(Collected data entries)
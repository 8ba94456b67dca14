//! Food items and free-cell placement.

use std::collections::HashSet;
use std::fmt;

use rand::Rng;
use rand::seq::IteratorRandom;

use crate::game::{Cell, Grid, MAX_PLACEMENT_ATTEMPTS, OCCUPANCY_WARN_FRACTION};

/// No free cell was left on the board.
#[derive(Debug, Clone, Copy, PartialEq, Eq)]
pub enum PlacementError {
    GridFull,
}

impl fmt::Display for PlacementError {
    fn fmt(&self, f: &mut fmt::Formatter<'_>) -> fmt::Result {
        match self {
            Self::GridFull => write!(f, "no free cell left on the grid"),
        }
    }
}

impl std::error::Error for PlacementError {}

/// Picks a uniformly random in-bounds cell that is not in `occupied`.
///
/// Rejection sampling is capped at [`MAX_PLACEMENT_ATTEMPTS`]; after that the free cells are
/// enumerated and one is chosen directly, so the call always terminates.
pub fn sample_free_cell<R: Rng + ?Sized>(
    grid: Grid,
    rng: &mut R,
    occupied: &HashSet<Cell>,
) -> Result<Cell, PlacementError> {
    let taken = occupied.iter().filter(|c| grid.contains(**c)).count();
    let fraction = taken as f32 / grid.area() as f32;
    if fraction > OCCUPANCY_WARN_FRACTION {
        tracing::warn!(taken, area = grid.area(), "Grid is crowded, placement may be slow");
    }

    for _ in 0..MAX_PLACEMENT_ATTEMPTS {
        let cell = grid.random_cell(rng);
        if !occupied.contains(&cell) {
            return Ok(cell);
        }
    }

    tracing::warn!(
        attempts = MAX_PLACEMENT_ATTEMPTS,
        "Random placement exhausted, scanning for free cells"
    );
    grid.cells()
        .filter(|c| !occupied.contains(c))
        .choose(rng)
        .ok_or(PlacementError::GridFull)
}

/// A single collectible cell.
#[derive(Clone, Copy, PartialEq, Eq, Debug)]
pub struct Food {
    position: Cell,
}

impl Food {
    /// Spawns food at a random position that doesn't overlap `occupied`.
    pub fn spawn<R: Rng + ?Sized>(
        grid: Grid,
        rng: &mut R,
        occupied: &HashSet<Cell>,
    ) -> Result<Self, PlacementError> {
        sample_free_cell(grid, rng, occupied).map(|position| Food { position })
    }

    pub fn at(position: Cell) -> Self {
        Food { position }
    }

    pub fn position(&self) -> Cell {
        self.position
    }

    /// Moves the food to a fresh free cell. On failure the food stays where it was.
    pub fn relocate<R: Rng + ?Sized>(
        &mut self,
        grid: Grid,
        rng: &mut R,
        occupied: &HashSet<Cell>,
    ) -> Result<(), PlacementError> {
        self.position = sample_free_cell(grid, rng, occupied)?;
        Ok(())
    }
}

◆ **YOUR INSTRUCTIONS**: Scan the data above and report each line in which "filter" is present.

◆ **OUTPUT FOR THIS EXERCISE**:
    let taken = occupied.iter().filter(|c| grid.contains(**c)).count();
        .filter(|c| !occupied.contains(c))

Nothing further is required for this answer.